▸ **The task**:
Print all of the data exactly, with no line missing.

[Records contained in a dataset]
*** Block opens ***

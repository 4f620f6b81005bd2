//! RMSProp optimizer

use super::Optimizer;
use crate::Tensor;
use ndarray::Array1;

/// RMSProp optimizer
///
/// ms_t = ρ ms_{t-1} + (1 - ρ) g²
/// θ_t = θ_{t-1} - lr g / √(ms_t + ε)
///
/// The mean-square accumulator starts at one, which keeps the first steps
/// small; Wasserstein critics are trained with this optimizer.
pub struct RMSProp {
    lr: f32,
    decay: f32,
    epsilon: f32,
    mean_square: Vec<Option<Array1<f32>>>,
}

impl RMSProp {
    /// Create a new RMSProp optimizer
    pub fn new(lr: f32, decay: f32, epsilon: f32) -> Self {
        Self { lr, decay, epsilon, mean_square: Vec::new() }
    }

    /// Create RMSProp with default parameters (ρ = 0.9, ε = 1e-10)
    pub fn default_params(lr: f32) -> Self {
        Self::new(lr, 0.9, 1e-10)
    }

    /// Mean-square accumulators, indexed by parameter position
    #[must_use]
    pub fn accumulators(&self) -> &[Option<Array1<f32>>] {
        &self.mean_square
    }
}

impl Optimizer for RMSProp {
    fn step(&mut self, params: &mut [Tensor]) {
        if self.mean_square.len() < params.len() {
            self.mean_square.resize(params.len(), None);
        }

        for (i, param) in params.iter_mut().enumerate() {
            let Some(grad) = param.grad() else {
                continue;
            };

            let grad_sq = &grad * &grad;
            let ms_t = match &self.mean_square[i] {
                Some(ms) => ms * self.decay + &grad_sq * (1.0 - self.decay),
                None => Array1::<f32>::ones(grad.len()) * self.decay + &grad_sq * (1.0 - self.decay),
            };

            let update = &grad / &(ms_t.mapv(|v| (v + self.epsilon).sqrt())) * self.lr;
            let updated = &*param.data() - &update;
            *param.data_mut() = updated;

            self.mean_square[i] = Some(ms_t);
        }
    }

    fn lr(&self) -> f32 {
        self.lr
    }

    fn set_lr(&mut self, lr: f32) {
        self.lr = lr;
    }

    fn name(&self) -> &'static str {
        "rmsprop"
    }
}
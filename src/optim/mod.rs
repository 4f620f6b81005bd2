//! Optimizers for training neural networks

mod adam;
mod clip;
#[cfg(test)]
mod convergence_tests;
mod optimizer;
mod rmsprop;
mod sgd;

pub use adam::Adam;
pub use clip::{clamp_weights, clip_grad_value};
pub use optimizer::Optimizer;
pub use rmsprop::RMSProp;
pub use sgd::SGD;
//! Activation functions: relu, leaky_relu, sigmoid, tanh, softmax_rows

use crate::autograd::{BackwardOp, Tensor};
use ndarray::Array1;
use std::rc::Rc;

/// Element-wise op whose derivative is a function of (input, output)
struct PointwiseBackward {
    a: Tensor,
    output: Array1<f32>,
    derivative: fn(f32, f32, f32) -> f32,
    param: f32,
}

impl BackwardOp for PointwiseBackward {
    fn inputs(&self) -> Vec<Tensor> {
        vec![self.a.clone()]
    }

    fn backward(&self, grad: &Array1<f32>) {
        if self.a.requires_grad() {
            let input = self.a.data();
            let grad_a: Array1<f32> = grad
                .iter()
                .zip(input.iter())
                .zip(self.output.iter())
                .map(|((&g, &x), &y)| g * (self.derivative)(x, y, self.param))
                .collect();
            self.a.accumulate_grad(grad_a);
        }
    }
}

/// Apply an element-wise function, recording its derivative
pub(crate) fn pointwise(
    a: &Tensor,
    forward: impl Fn(f32) -> f32,
    derivative: fn(f32, f32, f32) -> f32,
    param: f32,
) -> Tensor {
    let data: Array1<f32> = a.data().mapv(forward);
    let requires_grad = a.requires_grad();

    let result = Tensor::new(data.clone(), requires_grad);

    if requires_grad {
        result.set_backward_op(Rc::new(PointwiseBackward {
            a: a.clone(),
            output: data,
            derivative,
            param,
        }));
    }

    result
}

/// ReLU activation
pub fn relu(a: &Tensor) -> Tensor {
    pointwise(a, |x| x.max(0.0), |x, _, _| if x > 0.0 { 1.0 } else { 0.0 }, 0.0)
}

/// Leaky ReLU with the given negative slope
pub fn leaky_relu(a: &Tensor, slope: f32) -> Tensor {
    pointwise(
        a,
        move |x| if x > 0.0 { x } else { slope * x },
        |x, _, s| if x > 0.0 { 1.0 } else { s },
        slope,
    )
}

/// Logistic sigmoid
pub fn sigmoid(a: &Tensor) -> Tensor {
    pointwise(a, sigmoid_scalar, |_, y, _| y * (1.0 - y), 0.0)
}

/// Hyperbolic tangent
pub fn tanh(a: &Tensor) -> Tensor {
    pointwise(a, f32::tanh, |_, y, _| 1.0 - y * y, 0.0)
}

/// Numerically stable scalar sigmoid
pub fn sigmoid_scalar(x: f32) -> f32 {
    if x >= 0.0 {
        1.0 / (1.0 + (-x).exp())
    } else {
        let e = x.exp();
        e / (1.0 + e)
    }
}

/// Row-wise softmax over a `rows x cols` matrix
pub fn softmax_rows(a: &Tensor, rows: usize, cols: usize) -> Tensor {
    let input = a.data();
    let mut out = Array1::zeros(rows * cols);
    for r in 0..rows {
        let row = input.slice(ndarray::s![r * cols..(r + 1) * cols]);
        let max = row.iter().copied().fold(f32::NEG_INFINITY, f32::max);
        let exps: Vec<f32> = row.iter().map(|&v| (v - max).exp()).collect();
        let total: f32 = exps.iter().sum();
        for (c, e) in exps.into_iter().enumerate() {
            out[r * cols + c] = e / total;
        }
    }
    drop(input);

    let requires_grad = a.requires_grad();
    let result = Tensor::new(out.clone(), requires_grad);

    if requires_grad {
        result.set_backward_op(Rc::new(SoftmaxRowsBackward {
            a: a.clone(),
            output: out,
            rows,
            cols,
        }));
    }

    result
}

struct SoftmaxRowsBackward {
    a: Tensor,
    output: Array1<f32>,
    rows: usize,
    cols: usize,
}

impl BackwardOp for SoftmaxRowsBackward {
    fn inputs(&self) -> Vec<Tensor> {
        vec![self.a.clone()]
    }

    fn backward(&self, grad: &Array1<f32>) {
        if !self.a.requires_grad() {
            return;
        }
        // ∂L/∂x_i = y_i * (g_i - Σ_j g_j y_j), per row
        let mut grad_a = Array1::zeros(self.rows * self.cols);
        for r in 0..self.rows {
            let base = r * self.cols;
            let dot: f32 =
                (0..self.cols).map(|c| grad[base + c] * self.output[base + c]).sum();
            for c in 0..self.cols {
                grad_a[base + c] = self.output[base + c] * (grad[base + c] - dot);
            }
        }
        self.a.accumulate_grad(grad_a);
    }
}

*** Block closes ***

▸ **Answer to this problem**:
repository 4f620f6b81005bd2
//! RMSProp optimizer

use super::Optimizer;
use crate::Tensor;
use ndarray::Array1;

/// RMSProp optimizer
///
/// ms_t = ρ ms_{t-1} + (1 - ρ) g²
/// θ_t = θ_{t-1} - lr g / √(ms_t + ε)
///
/// The mean-square accumulator starts at one, which keeps the first steps
/// small; Wasserstein critics are trained with this optimizer.
pub struct RMSProp {
    lr: f32,
    decay: f32,
    epsilon: f32,
    mean_square: Vec<Option<Array1<f32>>>,
}

impl RMSProp {
    /// Create a new RMSProp optimizer
    pub fn new(lr: f32, decay: f32, epsilon: f32) -> Self {
        Self { lr, decay, epsilon, mean_square: Vec::new() }
    }

    /// Create RMSProp with default parameters (ρ = 0.9, ε = 1e-10)
    pub fn default_params(lr: f32) -> Self {
        Self::new(lr, 0.9, 1e-10)
    }

    /// Mean-square accumulators, indexed by parameter position
    #[must_use]
    pub fn accumulators(&self) -> &[Option<Array1<f32>>] {
        &self.mean_square
    }
}

impl Optimizer for RMSProp {
    fn step(&mut self, params: &mut [Tensor]) {
        if self.mean_square.len() < params.len() {
            self.mean_square.resize(params.len(), None);
        }

        for (i, param) in params.iter_mut().enumerate() {
            let Some(grad) = param.grad() else {
                continue;
            };

            let grad_sq = &grad * &grad;
            let ms_t = match &self.mean_square[i] {
                Some(ms) => ms * self.decay + &grad_sq * (1.0 - self.decay),
                None => Array1::<f32>::ones(grad.len()) * self.decay + &grad_sq * (1.0 - self.decay),
            };

            let update = &grad / &(ms_t.mapv(|v| (v + self.epsilon).sqrt())) * self.lr;
            let updated = &*param.data() - &update;
            *param.data_mut() = updated;

            self.mean_square[i] = Some(ms_t);
        }
    }

    fn lr(&self) -> f32 {
        self.lr
    }

    fn set_lr(&mut self, lr: f32) {
        self.lr = lr;
    }

    fn name(&self) -> &'static str {
        "rmsprop"
    }
}
filename src/optim/mod.rs
repository 4f620f6b81005bd2
//! Optimizers for training neural networks

mod adam;
mod clip;
#[cfg(test)]
mod convergence_tests;
mod optimizer;
mod rmsprop;
mod sgd;

pub use adam::Adam;
pub use clip::{clamp_weights, clip_grad_value};
pub use optimizer::Optimizer;
pub use rmsprop::RMSProp;
pub use sgd::SGD;
//! Activation functions: relu, leaky_relu, sigmoid, tanh, softmax_rows

use crate::autograd::{BackwardOp, Tensor};
use ndarray::Array1;
use std::rc::Rc;

/// Element-wise op whose derivative is a function of (input, output)
struct PointwiseBackward {
    a: Tensor,
    output: Array1<f32>,
    derivative: fn(f32, f32, f32) -> f32,
    param: f32,
}

impl BackwardOp for PointwiseBackward {
    fn inputs(&self) -> Vec<Tensor> {
        vec![self.a.clone()]
    }

    fn backward(&self, grad: &Array1<f32>) {
        if self.a.requires_grad() {
            let input = self.a.data();
            let grad_a: Array1<f32> = grad
                .iter()
                .zip(input.iter())
                .zip(self.output.iter())
                .map(|((&g, &x), &y)| g * (self.derivative)(x, y, self.param))
                .collect();
            self.a.accumulate_grad(grad_a);
        }
    }
}

/// Apply an element-wise function, recording its derivative
pub(crate) fn pointwise(
    a: &Tensor,
    forward: impl Fn(f32) -> f32,
    derivative: fn(f32, f32, f32) -> f32,
    param: f32,
) -> Tensor {
    let data: Array1<f32> = a.data().mapv(forward);
    let requires_grad = a.requires_grad();

    let result = Tensor::new(data.clone(), requires_grad);

    if requires_grad {
        result.set_backward_op(Rc::new(PointwiseBackward {
            a: a.clone(),
            output: data,
            derivative,
            param,
        }));
    }

    result
}

/// ReLU activation
pub fn relu(a: &Tensor) -> Tensor {
    pointwise(a, |x| x.max(0.0), |x, _, _| if x > 0.0 { 1.0 } else { 0.0 }, 0.0)
}

/// Leaky ReLU with the given negative slope
pub fn leaky_relu(a: &Tensor, slope: f32) -> Tensor {
    pointwise(
        a,
        move |x| if x > 0.0 { x } else { slope * x },
        |x, _, s| if x > 0.0 { 1.0 } else { s },
        slope,
    )
}

/// Logistic sigmoid
pub fn sigmoid(a: &Tensor) -> Tensor {
    pointwise(a, sigmoid_scalar, |_, y, _| y * (1.0 - y), 0.0)
}

/// Hyperbolic tangent
pub fn tanh(a: &Tensor) -> Tensor {
    pointwise(a, f32::tanh, |_, y, _| 1.0 - y * y, 0.0)
}

/// Numerically stable scalar sigmoid
pub fn sigmoid_scalar(x: f32) -> f32 {
    if x >= 0.0 {
        1.0 / (1.0 + (-x).exp())
    } else {
        let e = x.exp();
        e / (1.0 + e)
    }
}

/// Row-wise softmax over a `rows x cols` matrix
pub fn softmax_rows(a: &Tensor, rows: usize, cols: usize) -> Tensor {
    let input = a.data();
    let mut out = Array1::zeros(rows * cols);
    for r in 0..rows {
        let row = input.slice(ndarray::s![r * cols..(r + 1) * cols]);
        let max = row.iter().copied().fold(f32::NEG_INFINITY, f32::max);
        let exps: Vec<f32> = row.iter().map(|&v| (v - max).exp()).collect();
        let total: f32 = exps.iter().sum();
        for (c, e) in exps.into_iter().enumerate() {
            out[r * cols + c] = e / total;
        }
    }
    drop(input);

    let requires_grad = a.requires_grad();
    let result = Tensor::new(out.clone(), requires_grad);

    if requires_grad {
        result.set_backward_op(Rc::new(SoftmaxRowsBackward {
            a: a.clone(),
            output: out,
            rows,
            cols,
        }));
    }

    result
}

struct SoftmaxRowsBackward {
    a: Tensor,
    output: Array1<f32>,
    rows: usize,
    cols: usize,
}

impl BackwardOp for SoftmaxRowsBackward {
    fn inputs(&self) -> Vec<Tensor> {
        vec![self.a.clone()]
    }

    fn backward(&self, grad: &Array1<f32>) {
        if !self.a.requires_grad() {
            return;
        }
        // ∂L/∂x_i = y_i * (g_i - Σ_j g_j y_j), per row
        let mut grad_a = Array1::zeros(self.rows * self.cols);
        for r in 0..self.rows {
            let base = r * self.cols;
            let dot: f32 =
                (0..self.cols).map(|c| grad[base + c] * self.output[base + c]).sum();
            for c in 0..self.cols {
                grad_a[base + c] = self.output[base + c] * (grad[base + c] - dot);
            }
        }
        self.a.accumulate_grad(grad_a);
    }
}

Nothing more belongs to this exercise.